Os cursos oferecidos pela MedCel se consolidaram no mercado como os melhores preparatórios na área médica. Como o seu principal serviço é o cursinho para a prova de residência, o fato levantou a suspeita de que os cursos coordenados pelo professor Velasco estivessem sendo utilizados como preparação dos candidatos.

A suspeita foi reforçada pelo fato do professor Scalabrini fazer parte do grupo de docentes responsáveis pela elaboração da prova do Concurso de Residência Médica do HC. “Mesmo que eu tivesse pouco caráter e me envolvesse com cursinho, não seria de uma forma tão explícita. Eu só não consegui explicar isso para os alunos, ou pelo menos, que eles acreditassem nisso”, defende-se.

Medidas paliativas

Em carta enviada ao CAOC no dia 16 de setembro, a Diretoria da FMUSP informa que solicitou o cancelamento dos contratos com a empresa CBBW, a devolução de todo material gravado pela empresa e a suspensão das aulas de cursos externos à FMUSP no LabHab até a elucidação final dos fatos. No dia 28 de setembro, a Diretoria lançou a seguinte nota oficial:

Nota da Diretoria da FMUSP (arte: Ana Elisa Pinho)
Nota da Diretoria da FMUSP (arte: Ana Elisa Pinho)

“Eu tenho o dever funcional de sigilo sobre o caso por conta da própria legislação. Se houve irregularidade, vai ter apuração.

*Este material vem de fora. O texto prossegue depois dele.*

/// Numeric attributes restrict a rune to those character ids; `N` lifts the restriction.
fn fits_character(rune: &Entry, character: i64) -> bool {
    let mut ids = rune.attrs.iter().filter_map(|a| leading_int(a)).peekable();
    ids.peek().is_none() || rune.has_attr("N") || ids.any(|id| id == character)
}

/// Rune dropdown options for one slot (0 head, 1 right hand, 2 left hand).
/// "None" is always first; weapon-exclusive runes are never offered.
pub fn rune_options(
    catalog: &Catalog,
    character: i64,
    slot: usize,
    policy: RuneSlotPolicy,
) -> Vec<Choice> {
    catalog
        .runes
        .iter()
        .filter(|(id, rune)| {
            *id == 0
                || (!rune.has_attr("ExR")
                    && fits_slot(rune, slot, policy)
                    && fits_character(rune, character))
        })
        .map(|(id, rune)| Choice::numbered(id, &rune.name))
        .collect()
}

/// Helmet and armor entries with attributes are kept only when one of them is shared
/// with the character; id 0 and untagged entries always stay.
fn equipment_options(table: &Table, character: Option<&Entry>, filtered: bool) -> Vec<Choice> {
    let char_attrs: &[String] = character.map(|e| e.attrs.as_slice()).unwrap_or_default();
    table
        .iter()
        .filter(|(id, item)| {
            !filtered
                || *id == 0
                || item.attrs.is_empty()
                || item.attrs.iter().any(|a| char_attrs.contains(a))
        })
        .map(|(id, item)| Choice::numbered(id, &item.name))
        .collect()
}

fn forced_none(path: &DataPath, label: &str, text: &str) -> Widget {
    Widget::Control(
        Control::select(WidgetKey::at(path), label, vec![Choice::new(0, text)], 0).disabled(),
    )
}

fn number(path: DataPath, label: &str, value: &SaveValue) -> Widget {
    Widget::Control(
        Control::number(WidgetKey::at(&path), label, value.as_f64().unwrap_or(0.0))
            .min(0.0)
            .bind(
                Target::Value {
                    path,
                    coerce: Coerce::Number,
                },
                Refresh::Nothing,
            ),
    )
}

fn id_select(path: DataPath, label: &str, options: Vec<Choice>, selected: i64) -> Control {
    Control::select(WidgetKey::at(&path), label, options, selected).bind(
        Target::Value {
            path,
            coerce: Coerce::Integer,
        },
        Refresh::Nothing,
    )
}

fn subsection(path: &DataPath, name: &str, title: impl Into<String>, children: Vec<Widget>) -> Widget {
    Widget::section(WidgetKey::new(format!("sec:{path}:{name}")), title, children)
}

fn mp_row(path: DataPath, label: &str, value: f64) -> Widget {
    let row_key = WidgetKey::tagged("row", &path);
    let total = (MAX_MP_VALUE / MP_PER_SQUARE).ceil() as u32;
    let filled = ((value.max(0.0) / MP_PER_SQUARE).floor() as u32).min(total);
    Widget::row(
        Some(row_key.clone()),
        vec![
            Widget::Control(
                Control::number(WidgetKey::at(&path), label, value)
                    .range(0.0, MAX_MP_VALUE)
                    .bind(
                        Target::Value {
                            path: path.clone(),
                            coerce: Coerce::Clamp {
                                min: 0.0,
                                max: MAX_MP_VALUE,
                            },
                        },
                        Refresh::Keys(vec![row_key]),
                    ),
            ),
            Widget::Gauge {
                key: Some(WidgetKey::tagged("gauge", &path)),
                filled,
                total,
            },
        ],
    )
}

struct CharacterView<'a> {
    catalog: &'a Catalog,
    id: i64,
    path: DataPath,
    entry: Option<&'a Entry>,
    beast: bool,
}

impl CharacterView<'_> {
    fn general(&self, record: &SaveValue) -> Widget {
        let children = GENERAL_FIELDS
            .iter()
            .filter_map(|key| {
                let value = record.get(key)?;
                Some(number(self.path.key(key), schema::label_for(key), value))
            })
            .collect();
        subsection(&self.path, "general", "General", children)
    }

    fn magic(&self, levels: &[SaveValue]) -> Widget {
        let base = self.path.key(statics::SK_MP);
        let children = levels
            .iter()
            .take(MP_LEVELS)
            .enumerate()
            .map(|(i, v)| {
                mp_row(
                    base.index(i),
                    &format!("Level {}", i + 1),
                    v.as_f64().unwrap_or(0.0),
                )
            })
            .collect();
        subsection(&self.path, "magic", "Magic", children)
    }

    fn stats(&self, values: &[SaveValue]) -> Widget {
        let base = self.path.key(statics::SK_PARA);
        let children = values
            .iter()
            .zip(STAT_LABELS)
            .enumerate()
            .map(|(i, (v, label))| number(base.index(i), label, v))
            .collect();
        subsection(&self.path, "stats", "Stats", children)
    }

    fn weapon(&self, record: &SaveValue) -> Widget {
        let mut children = Vec::new();
        if let Some(level) = record.get(statics::SK_BUKI_LV) {
            children.push(number(
                self.path.key(statics::SK_BUKI_LV),
                schema::label_for(statics::SK_BUKI_LV),
                level,
            ));
        }
        if let Some(rune) = record.get(statics::SK_BUKI_MON) {
            let path = self.path.key(statics::SK_BUKI_MON);
            let label = schema::label_for(statics::SK_BUKI_MON);
            children.push(if self.beast {
                forced_none(&path, label, BEAST_NONE)
            } else {
                let options = WEAPON_RUNES
                    .iter()
                    .map(|&(id, name)| Choice::numbered(id, name))
                    .collect();
                Widget::Control(id_select(path, label, options, rune.as_i64().unwrap_or(0)))
            });
        }
        subsection(&self.path, "weapon", "Weapon", children)
    }

    fn runes(&self, slots: &[SaveValue], policy: RuneSlotPolicy) -> Widget {
        let base = self.path.key(statics::SK_MON_EQP);
        let children = slots
            .iter()
            .zip(RUNE_SLOT_LABELS)
            .enumerate()
            .map(|(i, (v, label))| {
                let current = v.as_i64().unwrap_or(0);
                let options = rune_options(self.catalog, self.id, i, policy);
                let locked = current != 0
                    && self
                        .catalog
                        .runes
                        .get(current)
                        .is_some_and(|r| r.has_attr("X"));
                let control = id_select(base.index(i), label, options, current);
                Widget::Control(if locked {
                    control
                        .disabled()
                        .hint("This rune is locked and cannot be changed")
                } else {
                    control
                })
            })
            .collect();
        subsection(&self.path, "runes", "Runes", children)
    }

    fn equipment(&self, slots: &[SaveValue]) -> Widget {
        let base = self.path.key(statics::SK_BOGU_EQP);
        let can_shield = SHIELD_USERS.contains(&self.id);
        let children = slots
            .iter()
            .zip(EQUIPMENT_SLOT_LABELS)
            .enumerate()
            .map(|(i, (v, label))| {
                let path = base.index(i);
                if self.beast {
                    return forced_none(&path, label, BEAST_NONE);
                }
                if i == SHIELD_SLOT && !can_shield {
                    return forced_none(&path, label, NO_SHIELD_NONE);
                }
                let options = match i {
                    0 => equipment_options(&self.catalog.helmet, self.entry, true),
                    1 => equipment_options(&self.catalog.armor, self.entry, true),
                    _ => equipment_options(&self.catalog.shield, self.entry, false),
                };
                Widget::Control(id_select(path, label, options, v.as_i64().unwrap_or(0)))
            })
            .collect();
        subsection(&self.path, "equipment", "Equipment", children)
    }

    fn accessories(&self, records: &[SaveValue]) -> Widget {
        let base = self.path.key(statics::SK_ITEM_EQP);
        let title = format!("Accessories [{}]", records.len());
        let children = if self.beast {
            std::iter::once(Widget::note(
                "Beast/Monster character - Cannot equip accessories",
                Tone::Muted,
            ))
            .chain(records.iter().enumerate().map(|(i, _)| {
                Widget::Control(
                    Control::item_picker(
                        WidgetKey::at(&base.index(i)),
                        format!("Slot {}", i + 1),
                        0,
                        0,
                        statics::EN_NONE.to_string(),
                        PickerScope::Accessory,
                    )
                    .disabled(),
                )
            }))
            .collect()
        } else {
            records
                .iter()
                .enumerate()
                .map(|(i, record)| {
                    item_row(
                        self.catalog,
                        &base.index(i),
                        i + 1,
                        record,
                        ITEM_COLUMNS,
                        PickerScope::Accessory,
                    )
                })
                .collect()
        };
        subsection(&self.path, "accessories", title, children)
    }
}
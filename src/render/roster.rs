use super::{BoundField, generic};
use crate::{
    catalog::{Catalog, KEY_ITEM_IDS},
    statics,
    widget::{Choice, Coerce, Control, Refresh, Target, Tone, Widget, WidgetKey},
};

const ROSTER_SLOTS: usize = 8;
const BATTLE_SLOTS: usize = 6;
const LAST_BATTLE_CHARACTER: i64 = 83;
const KEY_ITEM_SLOTS: usize = 6;

fn id_select(field: &BoundField, index: usize, label: String, options: Vec<Choice>) -> Widget {
    let path = field.path.index(index);
    let selected = field.value.int_at(index);
    Widget::Control(
        Control::select(WidgetKey::at(&path), label, options, selected).bind(
            Target::Value {
                path,
                coerce: Coerce::Integer,
            },
            Refresh::Nothing,
        ),
    )
}

fn none_choice() -> Choice {
    Choice::numbered(0, statics::EN_NONE)
}

/// Six battle slots (ids 1..=83) followed by two convoy slots (any character).
pub(super) fn party_members(catalog: &Catalog, field: &BoundField) -> Widget {
    let Some(slots) = field.value.as_array() else {
        return generic::bind_field(field);
    };

    let named: Vec<Choice> = catalog
        .characters
        .iter()
        .filter(|(id, _)| *id > 0)
        .map(|(id, e)| Choice::numbered(id, &e.name))
        .collect();
    let battle: Vec<Choice> = std::iter::once(none_choice())
        .chain(
            named
                .iter()
                .filter(|c| c.value <= LAST_BATTLE_CHARACTER)
                .cloned(),
        )
        .collect();
    let convoy: Vec<Choice> = std::iter::once(none_choice()).chain(named).collect();

    let mut children = vec![Widget::note(
        "First 6 slots are battle characters (1-83), last 2 slots are convoy members (full roster).",
        Tone::Muted,
    )];
    for index in 0..slots.len().min(ROSTER_SLOTS) {
        let (label, options) = if index < BATTLE_SLOTS {
            (format!("Battle Slot {}", index + 1), battle.clone())
        } else {
            (format!("Convoy {}", index + 1 - BATTLE_SLOTS), convoy.clone())
        };
        children.push(id_select(field, index, label, options));
    }
    Widget::section(WidgetKey::tagged("sec", &field.path), field.label(), children)
}

/// The first six key item slots, each limited to the known key item ids.
pub(super) fn key_items(catalog: &Catalog, field: &BoundField) -> Widget {
    let Some(slots) = field.value.as_array() else {
        return generic::bind_field(field);
    };
    let options: Vec<Choice> = std::iter::once(none_choice())
        .chain(KEY_ITEM_IDS.iter().map(|&id| match catalog.items.name(id) {
            Some(name) => Choice::numbered(id, name),
            None => Choice::numbered(id, &format!("{} {id}", statics::EN_UNKNOWN_ITEM)),
        }))
        .collect();
    let children = (0..slots.len().min(KEY_ITEM_SLOTS))
        .map(|index| id_select(field, index, format!("Slot {}", index + 1), options.clone()))
        .collect();
    Widget::section(WidgetKey::tagged("sec", &field.path), field.label(), children)
}

#[cfg(test)]
mod tests {
    use super::{key_items, party_members};
    use crate::{
        SaveValue,
        catalog::tests::small,
        edit::DataPath,
        render::BoundField,
        schema,
        widget::{ControlKind, WidgetKey},
    };

    fn options_of(w: &crate::widget::Widget, key: &str) -> Vec<i64> {
        match &w.find_control(&WidgetKey::new(key)).unwrap().kind {
            ControlKind::Select { options, .. } => options.iter().map(|c| c.value).collect(),
            other => panic!("not a select: {other:?}"),
        }
    }

    #[test]
    fn battle_slots_exclude_high_ids_but_convoy_includes_them() {
        let v = SaveValue::parse("[1, 2, 0, 0, 0, 0, 0, 125, 0, 0]").unwrap();
        let field = BoundField {
            descriptor: *schema::descriptor("exit_member").unwrap(),
            path: DataPath::from_dotted("game_data.exit_member"),
            value: &v,
        };
        let w = party_members(&small(), &field);
        assert_eq!(w.controls().len(), 8);
        assert_eq!(options_of(&w, "game_data.exit_member[0]"), vec![0, 1, 2, 26]);
        assert_eq!(options_of(&w, "game_data.exit_member[7]"), vec![0, 1, 2, 26]);
    }

    #[test]
    fn key_item_names_fall_back_to_placeholder() {
        let v = SaveValue::parse("[29, 0, 0, 0, 0, 0, 0]").unwrap();
        let field = BoundField {
            descriptor: *schema::descriptor("event_item").unwrap(),
            path: DataPath::from_dotted("party_data.event_item"),
            value: &v,
        };
        let w = key_items(&small(), &field);
        assert_eq!(w.controls().len(), 6);
        let first = w
            .find_control(&WidgetKey::new("party_data.event_item[0]"))
            .unwrap();
        assert_eq!(first.selected_label().as_deref(), Some("29: Blinking Mirror"));
        let ControlKind::Select { options, .. } = &first.kind else {
            panic!("not a select");
        };
        assert_eq!(options[2].label, "35: Unknown Item 35");
    }
}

Essas pessoas podem, inclusive, perder o cargo”, afirmou Rodrigo Rodrigues Pedroso, Procurador da Coordenadoria do Quadrilátero da Saúde. “Mantemos em sigilo primeiramente para resguardar a própria investigação, e depois pela integridade moral dos investigados”, completa.

As informações sobre os cursos de extensão foram retiradas do site da EEP, assim como o material didático da Escola e o logo do Hospital das Clínicas foram suprimidos do site da CBBW. A Diretoria propôs a criação de uma Comissão Consultiva, com ampla participação discente, para regulamentar o uso de todos os espaços didáticos da FMUSP.

“A tendência mundial nesses laboratórios é a autogestão, porque eles são muito caros. Então, o que fazer? Você vende cursos para financiar a manutenção”, diz Scalabrini. Velasco completa que se a situação não se resolver, as aulas práticas serão transferidas para o laboratório de simulação da Universidade Nove de Julho (Uninove). “O participante que já pagou pelas aulas, vai exigi-las”, complementa.

Alguns pedidos dos alunos continuam sem resposta. Uma das preocupações é que seja garantida a inscrição gratuita em todos os cursos oferecidos pela EEP, e que o uso do LabHab seja voltado, exclusivamente, a alunos de graduação e residentes do complexo HCFMUSP. A Diretoria só falará com a imprensa quando as medidas jurídicas já tiverem sido tomadas.